Giving establishes a relationship of love, and as we grow a base of supporters for our work in Detroit, who gives matters to me. I don’t just want you to give. I want you to be transformed through your gift.

If someone gives toward our ministry work in Detroit to ‘help people know Christ,’ I want them to meet Christ through the people in Detroit. If someone gives to our ministry in Detroit to take a chip out of the 10:1 white-to-black wealth gap, I want them to experience the transformative joy of confessing a historic problem, acknowledging complicity, and fixing it together.

The best fundraising isn’t asking “for a little help.” It’s creating change that spans the gap between giver and receiver. If giving is not a mere one-time act of charity or an assuaging of one’s conscience after acquiring cash, then giving can become an act of loving solidarity.

Giving forms a transformative bridge toward equality between those who are rich and poor.

If our hearts do indeed sit with our money, then our money had better sit with the poor. And hopefully our money can sit with the poor until they are no longer poor and we have learned what it means to be truly rich.

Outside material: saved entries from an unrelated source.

//! Decision engine: turns one tick's samples into a scaling decision.
//!
//! Pure: the same samples and policy always produce the same decision, and
//! nothing is carried from one tick to the next.

use tracing::debug;

use replicant_core::{
    AggregateUtilization, PolicyConfig, ReplicantError, ReplicantResult, ScalingDecision,
    UtilizationSample,
};

/// Evaluates aggregate utilization against a fixed policy.
#[derive(Debug, Clone)]
pub struct DecisionEngine {
    policy: PolicyConfig,
}

impl DecisionEngine {
    pub fn new(policy: PolicyConfig) -> Self {
        Self { policy }
    }

    /// Mean CPU and memory ratio over the samples.
    pub fn aggregate(samples: &[UtilizationSample]) -> ReplicantResult<AggregateUtilization> {
        if samples.is_empty() {
            return Err(ReplicantError::EmptyMetrics);
        }

        let count = samples.len() as f64;
        let total_cpu: f64 = samples.iter().map(|s| s.cpu_ratio).sum();
        let total_memory: f64 = samples.iter().map(|s| s.memory_ratio).sum();

        Ok(AggregateUtilization {
            mean_cpu_ratio: total_cpu / count,
            mean_memory_ratio: total_memory / count,
            sample_count: u32::try_from(samples.len()).unwrap_or(u32::MAX),
        })
    }

    /// Decide for one tick.
    pub fn decide(&self, samples: &[UtilizationSample]) -> ReplicantResult<ScalingDecision> {
        self.evaluate(samples).map(|(_, decision)| decision)
    }

    /// Decide for one tick, returning the aggregate the decision was based on.
    pub fn evaluate(
        &self,
        samples: &[UtilizationSample],
    ) -> ReplicantResult<(AggregateUtilization, ScalingDecision)> {
        let aggregate = Self::aggregate(samples)?;
        Ok((aggregate, self.decide_aggregate(&aggregate)))
    }

    /// Apply the threshold rules to an aggregate.
    ///
    /// Scale up if *either* resource is at or above the up threshold; scale
    /// down only if *both* are at or below the down threshold. Up wins when
    /// both hold. The target moves one replica away from the sample count
    /// and never leaves `[min_replicas, max_replicas]`.
    pub fn decide_aggregate(&self, aggregate: &AggregateUtilization) -> ScalingDecision {
        let p = &self.policy;
        let count = aggregate.sample_count;
        let cpu = aggregate.mean_cpu_ratio;
        let memory = aggregate.mean_memory_ratio;

        if cpu >= p.scale_up_threshold_pct || memory >= p.scale_up_threshold_pct {
            let target = count
                .saturating_add(1)
                .min(p.max_replicas)
                .max(p.min_replicas);
            debug!(count, cpu, memory, target, "above scale-up threshold");
            return ScalingDecision::ScaleTo(target);
        }

        if cpu <= p.scale_down_threshold_pct && memory <= p.scale_down_threshold_pct {
            let target = count
                .saturating_sub(1)
                .max(p.min_replicas)
                .min(p.max_replicas);
            debug!(count, cpu, memory, target, "below scale-down threshold");
            return ScalingDecision::ScaleTo(target);
        }

        ScalingDecision::Hold
    }
}
//! replicant.toml configuration parser.

use std::path::Path;
use std::time::Duration;

use serde::{Deserialize, Serialize};

use crate::error::{ReplicantError, ReplicantResult};
use crate::selector::LabelSelector;
use crate::types::{PolicyConfig, WorkloadKind};

#[derive(Debug, Clone, Default, Serialize, Deserialize)]
#[serde(default)]
pub struct ReplicantConfig {
    pub target: TargetConfig,
    pub policy: PolicyConfig,
    pub reconcile: ReconcileConfig,
}

/// Which instances are sampled and which workloads are scaled.
#[derive(Debug, Clone, Serialize, Deserialize)]
#[serde(default)]
pub struct TargetConfig {
    pub namespace: String,
    pub selector: String,
    pub kinds: Vec<String>,
}

impl Default for TargetConfig {
    fn default() -> Self {
        Self {
            namespace: "default".to_string(),
            selector: String::new(),
            kinds: vec!["deployment".to_string(), "replicaset".to_string()],
        }
    }
}

#[derive(Debug, Clone, Serialize, Deserialize)]
#[serde(default)]
pub struct ReconcileConfig {
    /// Time between ticks (e.g., "60s").
    pub period: String,
    /// Upper bound on any single registry call (e.g., "10s").
    pub call_timeout: String,
    /// Concurrent usage reads per tick.
    pub sample_concurrency: usize,
    /// Decide but never update workloads.
    pub dry_run: bool,
}

impl Default for ReconcileConfig {
    fn default() -> Self {
        Self {
            period: "60s".to_string(),
            call_timeout: "10s".to_string(),
            sample_concurrency: 8,
            dry_run: false,
        }
    }
}

/// Configuration after validation, with every string parsed.
#[derive(Debug, Clone)]
pub struct Settings {
    pub namespace: String,
    pub selector: LabelSelector,
    pub kinds: Vec<WorkloadKind>,
    pub policy: PolicyConfig,
    pub period: Duration,
    pub call_timeout: Duration,
    pub sample_concurrency: usize,
    pub dry_run: bool,
}

impl ReplicantConfig {
    pub fn from_file(path: &Path) -> anyhow::Result<Self> {
        let content = std::fs::read_to_string(path)?;
        let config: ReplicantConfig = toml::from_str(&content)?;
        Ok(config)
    }

    pub fn to_toml_string(&self) -> anyhow::Result<String> {
        Ok(toml::to_string_pretty(self)?)
    }

    /// Validate every field and produce parsed settings.
    ///
    /// Any error here is fatal: the loop must not start.
    pub fn validate(&self) -> ReplicantResult<Settings> {
        let period = parse_duration(&self.reconcile.period).ok_or_else(|| {
            ReplicantError::Config(format!(
                "period: invalid duration {:?}",
                self.reconcile.period
            ))
        })?;
        self.validate_with_period(period)
    }

    /// Like [`validate`](Self::validate), but with the tick period given
    /// directly instead of parsed from `reconcile.period`.
    pub fn validate_with_period(&self, period: Duration) -> ReplicantResult<Settings> {
        let namespace = self.target.namespace.trim();
        if namespace.is_empty() {
            return Err(ReplicantError::Config(
                "namespace must not be empty".to_string(),
            ));
        }

        let selector = LabelSelector::parse(&self.target.selector)?;

        if self.target.kinds.is_empty() {
            return Err(ReplicantError::Config(
                "at least one workload kind is required".to_string(),
            ));
        }
        let mut kinds = Vec::with_capacity(self.target.kinds.len());
        for kind in &self.target.kinds {
            let kind: WorkloadKind = kind.parse()?;
            if !kinds.contains(&kind) {
                kinds.push(kind);
            }
        }

        self.policy.validate()?;

        if period.is_zero() {
            return Err(ReplicantError::Config("period must be non-zero".to_string()));
        }
        let call_timeout = required_duration("call_timeout", &self.reconcile.call_timeout)?;

        if self.reconcile.sample_concurrency == 0 {
            return Err(ReplicantError::Config(
                "sample_concurrency must be at least 1".to_string(),
            ));
        }

        Ok(Settings {
            namespace: namespace.to_string(),
            selector,
            kinds,
            policy: self.policy.clone(),
            period,
            call_timeout,
            sample_concurrency: self.reconcile.sample_concurrency,
            dry_run: self.reconcile.dry_run,
        })
    }
}

fn required_duration(field: &str, value: &str) -> ReplicantResult<Duration> {
    match parse_duration(value) {
        Some(d) if !d.is_zero() => Ok(d),
        Some(_) => Err(ReplicantError::Config(format!("{field} must be non-zero"))),
        None => Err(ReplicantError::Config(format!(
            "{field}: invalid duration {value:?}"
        ))),
    }
}

/// Parse a duration string like "5s", "500ms", "1m". A bare number is seconds.
pub fn parse_duration(s: &str) -> Option<Duration> {
    let s = s.trim();
    if let Some(ms) = s.strip_suffix("ms") {
        ms.parse::<u64>().ok().map(Duration::from_millis)
    } else if let Some(secs) = s.strip_suffix('s') {
        secs.parse::<u64>().ok().map(Duration::from_secs)
    } else if let Some(mins) = s.strip_suffix('m') {
        mins
            .parse::<u64>()
            .ok()
            .and_then(|m| m.checked_mul(60))
            .map(Duration::from_secs)
    } else {
        s.parse::<u64>().ok().map(Duration::from_secs)
    }
}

How can we ask and give in a way that invites this transformation? We might start by seeing the one who asks, the one who gives, and the one who receives as recipients of the same grace. Henri Nouwen says that when we ask with genuine love for the giver, we acknowledge that designations of ‘rich’ and ‘poor’ are not merely quantified by money. All are in deep need of grace-filled transformation.

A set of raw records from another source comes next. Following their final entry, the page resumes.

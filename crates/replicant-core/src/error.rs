//! Error types for the autoscaler core.

use std::fmt;
use std::time::Duration;

use thiserror::Error;

use crate::types::{Resource, WorkloadKind};

/// Result type alias for autoscaler operations.
pub type ReplicantResult<T> = Result<T, ReplicantError>;

/// A single workload update that failed during an apply.
#[derive(Debug, Clone, PartialEq, Eq)]
pub struct ApplyFailure {
    pub kind: WorkloadKind,
    pub name: String,
    pub reason: String,
}

impl fmt::Display for ApplyFailure {
    fn fmt(&self, f: &mut fmt::Formatter<'_>) -> fmt::Result {
        write!(f, "{}/{}: {}", self.kind, self.name, self.reason)
    }
}

/// Errors that can occur while sampling, deciding or applying.
#[derive(Debug, Error)]
pub enum ReplicantError {
    #[error("{operation} failed: {reason}")]
    Fetch {
        operation: &'static str,
        reason: String,
    },

    #[error("{operation} timed out after {after:?}")]
    Timeout {
        operation: &'static str,
        after: Duration,
    },

    #[error("instance {instance} declares no {resource} limit")]
    MissingLimit { instance: String, resource: Resource },

    #[error("no usage reported for instance {instance}")]
    NoUsage { instance: String },

    #[error("no utilization samples available")]
    EmptyMetrics,

    #[error("failed to update {kind} {name}: {reason}")]
    Update {
        kind: WorkloadKind,
        name: String,
        reason: String,
    },

    /// Some workload updates failed. `aborted` holds the listing error when
    /// the apply also stopped before reaching every kind.
    #[error("{}", describe_partial(.failures, .aborted.as_deref()))]
    PartialApply {
        failures: Vec<ApplyFailure>,
        aborted: Option<String>,
    },

    #[error("invalid configuration: {0}")]
    Config(String),
}

/// How the reconciliation loop treats an error.
#[derive(Debug, Clone, Copy, PartialEq, Eq)]
pub enum ErrorClass {
    /// Abort the tick; the next period retries.
    Transient,
    /// Some workloads were updated and some were not.
    PartialApply,
    /// Refuse to start.
    Fatal,
}

impl ReplicantError {
    pub fn class(&self) -> ErrorClass {
        match self {
            ReplicantError::Fetch { .. }
            | ReplicantError::Timeout { .. }
            | ReplicantError::MissingLimit { .. }
            | ReplicantError::NoUsage { .. }
            | ReplicantError::EmptyMetrics => ErrorClass::Transient,
            ReplicantError::Update { .. } | ReplicantError::PartialApply { .. } => {
                ErrorClass::PartialApply
            }
            ReplicantError::Config(_) => ErrorClass::Fatal,
        }
    }

    /// Names of the workloads a partial apply failed to update.
    pub fn failed_workloads(&self) -> Vec<&str> {
        match self {
            ReplicantError::PartialApply { failures, .. } => {
                failures.iter().map(|f| f.name.as_str()).collect()
            }
            ReplicantError::Update { name, .. } => vec![name.as_str()],
            _ => Vec::new(),
        }
    }
}

fn describe_partial(failures: &[ApplyFailure], aborted: Option<&str>) -> String {
    let joined = failures
        .iter()
        .map(ToString::to_string)
        .collect::<Vec<_>>()
        .join("; ");
    let mut msg = format!("{} workload update(s) failed: {joined}", failures.len());
    if let Some(reason) = aborted {
        msg.push_str(&format!("; apply stopped early: {reason}"));
    }
    msg
}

We can also be creative, imagining the kind of world we would like to inhabit together. My Detroit mentor, Mark, talks about how churches could set up a college fund and a legal defense pool for every child who gets baptized, as an act of confession and of hope within ever-increasing rates of incarceration and college debt. Or what if — before we bought a house or rented a nicer space — we downgraded and paid someone else’s mortgage? We might then realize that what we have is only temporarily ours, and if others followed, twice as many people in the United States would be homeowners, that primary path toward building wealth over generations.

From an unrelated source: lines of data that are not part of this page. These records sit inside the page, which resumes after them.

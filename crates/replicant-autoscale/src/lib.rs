//! replicant-autoscale — utilization-driven replica scaling.
//!
//! Samples per-instance utilization, aggregates it into one decision per
//! tick, and applies that decision to every workload matching the selector.
//!
//! # Scaling Algorithm
//!
//! ```text
//! count  = number of sampled instances
//! cpu    = mean cpu ratio (percent of limit)
//! memory = mean memory ratio (percent of limit)
//!
//! if cpu >= up or memory >= up:
//!     ScaleTo(clamp(count + 1, min, max))
//!
//! if cpu <= down and memory <= down:
//!     ScaleTo(clamp(count - 1, min, max))
//!
//! otherwise Hold
//! ```
//!
//! The step is always one replica. Nothing is remembered between ticks:
//! every tick re-lists instances and workloads, so out-of-band changes are
//! corrected on the next period.

pub mod decision;
pub mod reconciler;

pub use decision::DecisionEngine;
pub use reconciler::{run, Reconciler, TickError, TickOutcome, TickPhase};
//! replicant-cluster — the workload registry as seen by the autoscaler.
//!
//! [`ClusterApi`] is the only way the sampler and scaler touch the cluster:
//! list instances, read their usage, list workloads, update replica counts.
//! [`with_timeout`] bounds each call so a hung registry cannot stall a tick.
//!
//! [`InMemoryCluster`] implements the trait in process for tests; the
//! Kubernetes implementation lives in `replicant-kube`.

pub mod api;
pub mod memory;

pub use api::{with_timeout, ClusterApi, ClusterFuture};
pub use memory::{InMemoryCluster, UpdateCall};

I didn’t understand how energizing asking people for money could be until I asked someone — a few years ago — for $12,000. They said no. I debriefed the conversation with my friend Catherine, who works as a major gifts director, and she said, “Nathan, how exciting! You just expanded the horizons of what impact they think their money can make! Next time someone approaches them, they might do it!” Nouwen talks about this as “inviting someone into a new relationship with their wealth.”

When I raise support, I am also welcomed to examine my own relationship with money. To ask for money and to give money is to experience a deep liberation from anxiety and enter a needed solidarity with the other. I recall Richard Foster’s wisdom:

If what we have we receive as a gift, and if what we have is to be cared for by God, and if what we have is freely available, then we will possess a freedom from anxiety. However, if what we have we believe we must hold onto, and if what we have is not available to others, then we will live in anxiety.

When I ask you for your support, I am opening my heart, and I am asking you to open yours. If not to me, then to someone else. That may feel awkward or tingly, but this perichoretic act of asking, giving and receiving is in the very fabric of grace.